Su problema entonces es claro. Por un lado, ya muchas de las narrativas anteriores consolidaron una noción de la nación profundamente anti-intelectual que la niega de antemano. Además, sus actuales exponentes destacan su neutralidad, su carácter contractual, que al final no logra proponer una pedagogía que le dé valor porque no tiene un anclaje simbólico de peso.

Finalmente, el último relato, es el multicultural. Al igual que el anterior, goza de gran pobreza. Lo vemos en la publicidades que muestra patineteros o gente compartiendo en distintos lados, en los videos musicales de cantantes de Hip-hop o en bandas más alternativas. Nos habla de una Venezuela plural, compleja, de gente de distintos credos, tendencias, que todavía nos cuesta aceptar. Es verdad que el chavismo se ha agarrado de ella, pero no es sino para usarla como forma de propaganda para ganarse adeptos de moda en el extranjero.

El problema de este relato es su reparto identitario entre culturas pre-establecidas que no dialogan entre sí, entre etnias y grupos aislados. Además termina siguiendo un modelo muy americano que se sincroniza con la segmentación del mercado capitalista.
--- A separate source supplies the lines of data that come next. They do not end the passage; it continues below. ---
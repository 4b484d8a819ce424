//! Loads the API description once and hands out shared handles to it.

use crate::document::ApiDescription;
use std::fmt;
use std::path::PathBuf;
use std::sync::Arc;
use std::time::Duration;
use thiserror::Error;
use url::Url;

#[derive(Debug, Error)]
pub enum SourceError {
    #[error("no API description configured (pass --spec or set API_URL)")]
    NotConfigured,

    #[error("invalid API description URL '{location}': {source}")]
    InvalidUrl {
        location: String,
        #[source]
        source: url::ParseError,
    },

    #[error("invalid file URL (cannot convert to path): {0}")]
    InvalidFileUrl(String),

    #[error("Failed to fetch Swagger doc: {0}")]
    Status(String),

    #[error("failed to fetch API description from '{url}': {source}")]
    Fetch {
        url: String,
        #[source]
        source: reqwest::Error,
    },

    #[error("failed to read API description file '{path}': {source}")]
    ReadFile {
        path: String,
        #[source]
        source: std::io::Error,
    },

    #[error("failed to parse API description from '{location}': {message}")]
    Parse { location: String, message: String },
}

#[derive(Debug, Clone, PartialEq, Eq)]
pub enum SpecLocation {
    Url(Url),
    File(PathBuf),
}

impl SpecLocation {
    /// `http(s)://` is fetched, `file://` and anything else is read from disk.
    pub fn parse(location: &str) -> Result<Self, SourceError> {
        if location.starts_with("http://") || location.starts_with("https://") {
            let url = Url::parse(location).map_err(|source| SourceError::InvalidUrl {
                location: location.to_string(),
                source,
            })?;
            Ok(SpecLocation::Url(url))
        } else if location.starts_with("file://") {
            let url = Url::parse(location).map_err(|source| SourceError::InvalidUrl {
                location: location.to_string(),
                source,
            })?;
            let path = url
                .to_file_path()
                .map_err(|()| SourceError::InvalidFileUrl(location.to_string()))?;
            Ok(SpecLocation::File(path))
        } else {
            Ok(SpecLocation::File(PathBuf::from(location)))
        }
    }
}

impl fmt::Display for SpecLocation {
    fn fmt(&self, f: &mut fmt::Formatter<'_>) -> fmt::Result {
        match self {
            SpecLocation::Url(url) => write!(f, "{url}"),
            SpecLocation::File(path) => write!(f, "{}", path.display()),
        }
    }
}

/// Fetch-once cache. Only a successfully parsed description is kept; a failed load is
/// retried on the next call.
pub struct DocumentCache {
    location: Option<SpecLocation>,
    client: reqwest::blocking::Client,
    document: Option<Arc<ApiDescription>>,
}

impl DocumentCache {
    pub fn new(location: Option<SpecLocation>, timeout: Option<Duration>) -> Result<Self, reqwest::Error> {
        let client = reqwest::blocking::Client::builder()
            .timeout(timeout)
            .build()?;
        Ok(Self {
            location,
            client,
            document: None,
        })
    }

    pub fn get(&mut self) -> Result<Arc<ApiDescription>, SourceError> {
        if let Some(document) = &self.document {
            return Ok(Arc::clone(document));
        }

        let location = self.location.as_ref().ok_or(SourceError::NotConfigured)?;
        tracing::info!(%location, "loading API description");
        let document = match self.load(location) {
            Ok(document) => Arc::new(document),
            Err(error) => {
                tracing::error!(%location, %error, "failed to load API description");
                return Err(error);
            }
        };
        tracing::info!(
            %location,
            paths = document.paths().count(),
            "API description loaded"
        );

        self.document = Some(Arc::clone(&document));
        Ok(document)
    }

    fn load(&self, location: &SpecLocation) -> Result<ApiDescription, SourceError> {
        let text = match location {
            SpecLocation::Url(url) => self.fetch(url)?,
            SpecLocation::File(path) => {
                std::fs::read_to_string(path).map_err(|source| SourceError::ReadFile {
                    path: path.display().to_string(),
                    source,
                })?
            }
        };
        parse_description(&text, &location.to_string())
    }

    fn fetch(&self, url: &Url) -> Result<String, SourceError> {
        let fetch_error = |source| SourceError::Fetch {
            url: url.to_string(),
            source,
        };
        let response = self.client.get(url.clone()).send().map_err(fetch_error)?;
        let status = response.status();
        if !status.is_success() {
            let reason = status.canonical_reason().unwrap_or(status.as_str());
            return Err(SourceError::Status(reason.to_string()));
        }
        response.text().map_err(fetch_error)
    }
}

/// Parses JSON, falling back to YAML when the text is not JSON at all.
pub fn parse_description(text: &str, location: &str) -> Result<ApiDescription, SourceError> {
    let parse_error = |message: String| SourceError::Parse {
        location: location.to_string(),
        message,
    };

    match serde_json::from_str::<ApiDescription>(text) {
        Ok(document) => Ok(document),
        Err(json_error) if json_error.is_syntax() || json_error.is_eof() => {
            let value: serde_json::Value = serde_yaml::from_str(text).map_err(|yaml_error| {
                parse_error(format!("neither JSON ({json_error}) nor YAML ({yaml_error})"))
            })?;
            serde_json::from_value(value).map_err(|error| parse_error(error.to_string()))
        }
        Err(json_error) => Err(parse_error(json_error.to_string())),
    }
}
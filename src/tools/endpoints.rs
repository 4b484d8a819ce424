use crate::document::ApiDescription;
use crate::mcp::contracts::MAX_SEARCH_RESULTS;
use crate::mcp::errors;
use crate::query;
use crate::tools::{error_result, optional_str, required_str, success_result};
use serde_json::{Value, json};

pub fn list(doc: &ApiDescription, args: &Value) -> Value {
    let mut endpoints = query::list_endpoints(doc);
    if let Some(tag) = optional_str(args, "tag") {
        endpoints.retain(|endpoint| endpoint.tags.contains(&tag));
    }

    success_result(json!({
        "total": endpoints.len(),
        "endpoints": endpoints,
    }))
}

pub fn details(doc: &ApiDescription, args: &Value) -> Value {
    let path = match required_str(args, "path") {
        Ok(path) => path,
        Err(error) => return error,
    };

    match query::endpoint_details(doc, path, optional_str(args, "method")) {
        Some(details) => success_result(details),
        None => error_result(errors::NOT_FOUND, "Endpoint not found"),
    }
}

pub fn search(doc: &ApiDescription, args: &Value) -> Value {
    let query_text = match required_str(args, "query") {
        Ok(query_text) => query_text,
        Err(error) => return error,
    };

    let hits = query::search_endpoints(doc, query_text);
    success_result(json!({
        "query": query_text,
        "resultsCount": hits.len(),
        "results": &hits[..hits.len().min(MAX_SEARCH_RESULTS)],
    }))
}

pub fn by_tag(doc: &ApiDescription, args: &Value) -> Value {
    let tag = match required_str(args, "tag") {
        Ok(tag) => tag,
        Err(error) => return error,
    };

    let endpoints = query::endpoints_by_tag(doc, tag);
    success_result(json!({
        "tag": tag,
        "total": endpoints.len(),
        "endpoints": endpoints,
    }))
}

pub fn validate_path(doc: &ApiDescription, args: &Value) -> Value {
    match required_str(args, "path") {
        Ok(path) => success_result(query::validate_endpoint_path(doc, path)),
        Err(error) => error,
    }
}

pub fn deprecated(doc: &ApiDescription) -> Value {
    success_result(query::deprecated_endpoints(doc))
}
Más que pensarlo de ese modo, sería interesante verlo según lo que Homi K Bhabha una vez promovió bajo el concepto de “diferencia cultural”.

Si bien hay múltiples espacios de conexión entre ellos, podríamos decir que los más deficientes son el institucional y el multicultural. ¿Por qué? Por un lado, el chavismo replanteó los anteriores de una forma cerrada; por otro, nuestra oposición, monopolizada todavía por imaginarios neoliberales de productividad y valores abstractos o por viejas fantasías populistas, no sabe contrarrestar al gobierno en ese aspecto, además de que la autonomía de nuestros espacios culturales, alternativos e intelectuales ha sido siempre menospreciada, con el agravante de que hoy en día todo está partidizado por el gobierno.

Walter Benjamin proponía una “dialéctica del despertar” para hacer evidente el carácter onírico del fetichismo de la mercancía en nuestras sociedades capitalistas. El mismo ejercicio de mundanización lo vienen haciendo algunos críticos y políticos, con la ensoñación del estado Mágico chavista, pero, como una vieja cuña de los equipos Pioneer, solo estamos escuchando “la mitad del sonido”. La otra mitad del sonido es promover imaginarios nacionales más complejos y contemporáneos, que sirvan de alternativa para imaginar la nación que queremos.

No puede ser que no haya un serio debate para promover alternativas al acoso de los espacios de discusión pública y los espacios para imaginarnos de distintas formas. Sólo desde ahí es que podremos vernos desmilitarizados. Sólo desde ahí podremos promover una verdadera terapéutica cultural que cure las heridas de los desgarramientos globales y de los sectarismo chavistas.

El imaginario neoliberal, así como el rentístico, de muchos de nuestros políticos ha desechado, bien por omisión o bien por demagogia, la dimensión simbólica y afectiva (no sentimental) de la política, y por eso ellos no han podido neutralizar el divisionismo revolucionario que se ha perpetuado hasta en nosotros con las peleas constantes que vemos entre los distintos sectores opositores.

Creo que el vínculo entre quienes están adentro con los que están afuera pudiese ser una clave para lidiar con este vacío. Como hablo de la cultura, muchos de los que están afuera no sólo podrían ayudarnos a pensarnos de otra forma desde sus experiencias, sino que aquellos que les ha ido bien económicamente podrían hasta promover iniciativas para enriquecer nuestra empobrecida sociedad civil en su capacidad de imaginarse; pienso en editoriales, producciones visuales, centros de investigación y reflexión, páginas web, espacios de periodismo investigativo. Eso es mucho más enriquecedor que caer en las diatribas sectarias que dividen a los venezolanos entre traidores, colaboracionistas o resentidos.

La nación es un tema complejo. Se mueve en espacios fronterizos tanto afuera como adentro, tanto en vivencias personales como en actos públicos y sociales. Es tiempo de aceptarlo y tener una respuesta frente a ello si de verdad queremos tener una comunidad política más acorde con los serios dilemas que se nos están presentando en esta era post-chávez.